── SUPPLIED MATERIAL

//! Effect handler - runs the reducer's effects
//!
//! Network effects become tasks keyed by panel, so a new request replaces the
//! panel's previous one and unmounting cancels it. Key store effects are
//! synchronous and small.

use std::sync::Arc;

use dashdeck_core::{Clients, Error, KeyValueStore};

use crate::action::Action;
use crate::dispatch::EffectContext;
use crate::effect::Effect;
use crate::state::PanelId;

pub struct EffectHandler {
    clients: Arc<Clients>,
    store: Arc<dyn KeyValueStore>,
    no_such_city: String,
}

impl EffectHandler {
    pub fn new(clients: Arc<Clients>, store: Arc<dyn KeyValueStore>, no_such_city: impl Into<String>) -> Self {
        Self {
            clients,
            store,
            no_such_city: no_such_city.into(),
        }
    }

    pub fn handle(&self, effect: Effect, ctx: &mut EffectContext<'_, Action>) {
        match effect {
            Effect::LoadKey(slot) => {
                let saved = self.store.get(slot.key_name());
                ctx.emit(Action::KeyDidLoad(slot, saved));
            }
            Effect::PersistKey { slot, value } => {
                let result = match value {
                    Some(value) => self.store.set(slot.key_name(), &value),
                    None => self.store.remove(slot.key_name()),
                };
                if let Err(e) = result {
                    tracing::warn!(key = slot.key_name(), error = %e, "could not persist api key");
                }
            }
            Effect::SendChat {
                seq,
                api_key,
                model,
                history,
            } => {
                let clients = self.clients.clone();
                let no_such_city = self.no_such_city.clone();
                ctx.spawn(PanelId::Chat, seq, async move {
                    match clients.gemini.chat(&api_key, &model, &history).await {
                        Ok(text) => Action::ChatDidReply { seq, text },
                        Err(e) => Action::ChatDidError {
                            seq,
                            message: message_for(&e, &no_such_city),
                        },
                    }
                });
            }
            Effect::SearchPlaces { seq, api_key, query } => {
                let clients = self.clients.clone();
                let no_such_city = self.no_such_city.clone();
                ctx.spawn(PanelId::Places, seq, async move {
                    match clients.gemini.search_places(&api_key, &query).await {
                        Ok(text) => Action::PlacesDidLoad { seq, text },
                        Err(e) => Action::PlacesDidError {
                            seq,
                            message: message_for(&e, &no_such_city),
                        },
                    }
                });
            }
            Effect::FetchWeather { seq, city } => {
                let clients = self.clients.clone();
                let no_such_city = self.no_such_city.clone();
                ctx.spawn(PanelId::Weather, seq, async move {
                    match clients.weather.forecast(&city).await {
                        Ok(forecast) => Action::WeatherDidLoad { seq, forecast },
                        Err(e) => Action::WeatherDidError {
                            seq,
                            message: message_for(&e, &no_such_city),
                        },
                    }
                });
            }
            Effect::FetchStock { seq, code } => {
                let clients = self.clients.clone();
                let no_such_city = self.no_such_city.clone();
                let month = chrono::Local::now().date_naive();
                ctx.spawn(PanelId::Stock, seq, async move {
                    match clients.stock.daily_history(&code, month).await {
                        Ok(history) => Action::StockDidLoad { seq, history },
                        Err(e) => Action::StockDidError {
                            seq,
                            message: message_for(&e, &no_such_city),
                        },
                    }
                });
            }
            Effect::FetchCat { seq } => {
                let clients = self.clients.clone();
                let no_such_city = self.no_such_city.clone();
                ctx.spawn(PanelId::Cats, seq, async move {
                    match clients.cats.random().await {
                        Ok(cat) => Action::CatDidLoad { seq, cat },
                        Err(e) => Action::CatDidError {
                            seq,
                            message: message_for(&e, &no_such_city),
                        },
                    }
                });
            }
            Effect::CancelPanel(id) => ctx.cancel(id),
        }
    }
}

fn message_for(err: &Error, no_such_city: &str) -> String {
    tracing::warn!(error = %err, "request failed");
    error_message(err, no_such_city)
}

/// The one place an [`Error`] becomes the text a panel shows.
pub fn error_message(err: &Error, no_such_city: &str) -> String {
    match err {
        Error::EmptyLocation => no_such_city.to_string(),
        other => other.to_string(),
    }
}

────
── SUPPLIED MATERIAL

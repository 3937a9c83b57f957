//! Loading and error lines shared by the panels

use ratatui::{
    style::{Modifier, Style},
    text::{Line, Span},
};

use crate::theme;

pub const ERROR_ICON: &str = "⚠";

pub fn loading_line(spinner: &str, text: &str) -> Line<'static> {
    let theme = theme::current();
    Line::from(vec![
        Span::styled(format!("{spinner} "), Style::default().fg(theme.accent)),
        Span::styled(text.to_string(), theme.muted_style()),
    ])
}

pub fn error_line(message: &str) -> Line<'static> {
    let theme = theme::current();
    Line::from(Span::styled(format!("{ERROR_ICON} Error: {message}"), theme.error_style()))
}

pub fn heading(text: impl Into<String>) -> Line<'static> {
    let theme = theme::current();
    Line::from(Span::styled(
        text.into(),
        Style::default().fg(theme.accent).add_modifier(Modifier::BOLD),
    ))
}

────
── SUPPLIED MATERIAL

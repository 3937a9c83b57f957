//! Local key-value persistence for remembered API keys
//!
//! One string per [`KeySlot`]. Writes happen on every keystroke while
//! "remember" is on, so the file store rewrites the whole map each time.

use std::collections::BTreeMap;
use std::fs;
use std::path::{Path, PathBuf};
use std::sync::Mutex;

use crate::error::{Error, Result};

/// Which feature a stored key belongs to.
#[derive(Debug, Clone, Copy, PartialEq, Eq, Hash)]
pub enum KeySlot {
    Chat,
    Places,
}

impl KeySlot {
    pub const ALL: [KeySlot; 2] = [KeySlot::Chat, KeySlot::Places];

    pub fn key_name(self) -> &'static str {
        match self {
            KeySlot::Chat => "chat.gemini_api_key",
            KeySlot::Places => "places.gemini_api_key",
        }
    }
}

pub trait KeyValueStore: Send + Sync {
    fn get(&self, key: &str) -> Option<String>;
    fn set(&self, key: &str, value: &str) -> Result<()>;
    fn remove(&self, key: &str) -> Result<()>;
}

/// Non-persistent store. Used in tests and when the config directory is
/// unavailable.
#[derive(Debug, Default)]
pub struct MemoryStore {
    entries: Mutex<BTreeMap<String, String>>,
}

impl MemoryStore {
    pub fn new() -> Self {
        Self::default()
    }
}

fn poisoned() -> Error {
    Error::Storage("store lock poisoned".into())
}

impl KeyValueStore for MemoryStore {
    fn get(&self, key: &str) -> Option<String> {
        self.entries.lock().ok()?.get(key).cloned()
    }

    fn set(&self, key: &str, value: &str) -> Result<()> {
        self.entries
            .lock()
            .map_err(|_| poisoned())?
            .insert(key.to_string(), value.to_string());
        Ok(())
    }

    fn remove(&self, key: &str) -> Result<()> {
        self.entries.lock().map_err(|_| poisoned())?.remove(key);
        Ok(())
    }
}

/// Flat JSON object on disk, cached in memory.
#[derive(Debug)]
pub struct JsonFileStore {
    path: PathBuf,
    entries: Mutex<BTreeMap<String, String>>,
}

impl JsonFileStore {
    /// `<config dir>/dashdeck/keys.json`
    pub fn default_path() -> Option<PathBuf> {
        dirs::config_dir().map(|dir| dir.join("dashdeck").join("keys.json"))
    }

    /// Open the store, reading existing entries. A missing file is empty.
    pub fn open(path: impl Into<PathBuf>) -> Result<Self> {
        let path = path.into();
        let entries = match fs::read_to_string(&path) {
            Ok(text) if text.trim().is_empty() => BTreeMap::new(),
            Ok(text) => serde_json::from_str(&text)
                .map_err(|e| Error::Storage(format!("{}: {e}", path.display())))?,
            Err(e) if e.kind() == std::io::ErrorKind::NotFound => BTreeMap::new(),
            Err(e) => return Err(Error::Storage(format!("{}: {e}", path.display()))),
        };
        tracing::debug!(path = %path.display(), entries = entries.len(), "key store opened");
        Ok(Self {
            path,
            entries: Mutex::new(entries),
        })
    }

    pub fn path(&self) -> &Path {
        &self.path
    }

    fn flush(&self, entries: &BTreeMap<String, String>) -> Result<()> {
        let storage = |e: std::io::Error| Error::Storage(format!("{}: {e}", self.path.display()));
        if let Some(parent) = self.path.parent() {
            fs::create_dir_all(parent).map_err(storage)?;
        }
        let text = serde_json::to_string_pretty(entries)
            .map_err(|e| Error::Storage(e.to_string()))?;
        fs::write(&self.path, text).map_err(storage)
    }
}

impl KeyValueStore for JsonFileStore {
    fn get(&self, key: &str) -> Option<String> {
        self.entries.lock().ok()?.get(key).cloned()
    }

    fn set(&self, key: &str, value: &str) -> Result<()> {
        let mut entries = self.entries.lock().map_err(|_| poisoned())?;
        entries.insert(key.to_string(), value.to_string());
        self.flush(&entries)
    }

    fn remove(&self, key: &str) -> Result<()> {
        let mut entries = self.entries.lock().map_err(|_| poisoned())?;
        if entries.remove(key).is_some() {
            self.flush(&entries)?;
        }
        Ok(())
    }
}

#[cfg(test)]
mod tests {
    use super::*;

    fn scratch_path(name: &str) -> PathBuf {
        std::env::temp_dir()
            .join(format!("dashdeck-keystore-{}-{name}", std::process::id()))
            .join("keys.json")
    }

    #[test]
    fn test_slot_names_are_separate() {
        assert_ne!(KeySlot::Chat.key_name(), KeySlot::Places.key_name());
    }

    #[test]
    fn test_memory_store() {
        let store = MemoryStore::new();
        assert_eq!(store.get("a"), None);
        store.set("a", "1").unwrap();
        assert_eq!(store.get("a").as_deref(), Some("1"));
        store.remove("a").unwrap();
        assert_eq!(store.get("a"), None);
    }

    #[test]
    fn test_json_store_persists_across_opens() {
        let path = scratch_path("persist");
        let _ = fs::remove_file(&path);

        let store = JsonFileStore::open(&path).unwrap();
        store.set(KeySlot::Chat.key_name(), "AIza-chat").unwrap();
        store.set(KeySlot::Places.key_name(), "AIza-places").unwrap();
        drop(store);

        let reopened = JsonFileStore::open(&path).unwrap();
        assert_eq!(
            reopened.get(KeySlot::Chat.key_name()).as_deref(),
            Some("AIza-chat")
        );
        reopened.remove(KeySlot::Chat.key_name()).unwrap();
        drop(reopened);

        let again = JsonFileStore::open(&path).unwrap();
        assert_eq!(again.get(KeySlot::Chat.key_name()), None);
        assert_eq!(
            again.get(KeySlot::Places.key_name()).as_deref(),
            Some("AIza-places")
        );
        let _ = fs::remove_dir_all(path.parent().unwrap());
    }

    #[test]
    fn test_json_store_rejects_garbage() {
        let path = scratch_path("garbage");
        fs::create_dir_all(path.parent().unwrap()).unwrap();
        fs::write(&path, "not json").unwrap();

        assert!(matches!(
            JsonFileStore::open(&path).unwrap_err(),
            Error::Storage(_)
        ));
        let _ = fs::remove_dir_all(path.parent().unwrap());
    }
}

────

__EXERCISE DETAILS__: Keeping every character as it is, restate the lines above that run from the line with "let month = chrono::Local::now().date_naive();" through the line with "Ok(history) => Action::StockDidLoad", both included, and nothing else.

__RESULT OF THIS EXERCISE__:
                let month = chrono::Local::now().date_naive();
                ctx.spawn(PanelId::Stock, seq, async move {
                    match clients.stock.daily_history(&code, month).await {
                        Ok(history) => Action::StockDidLoad { seq, history },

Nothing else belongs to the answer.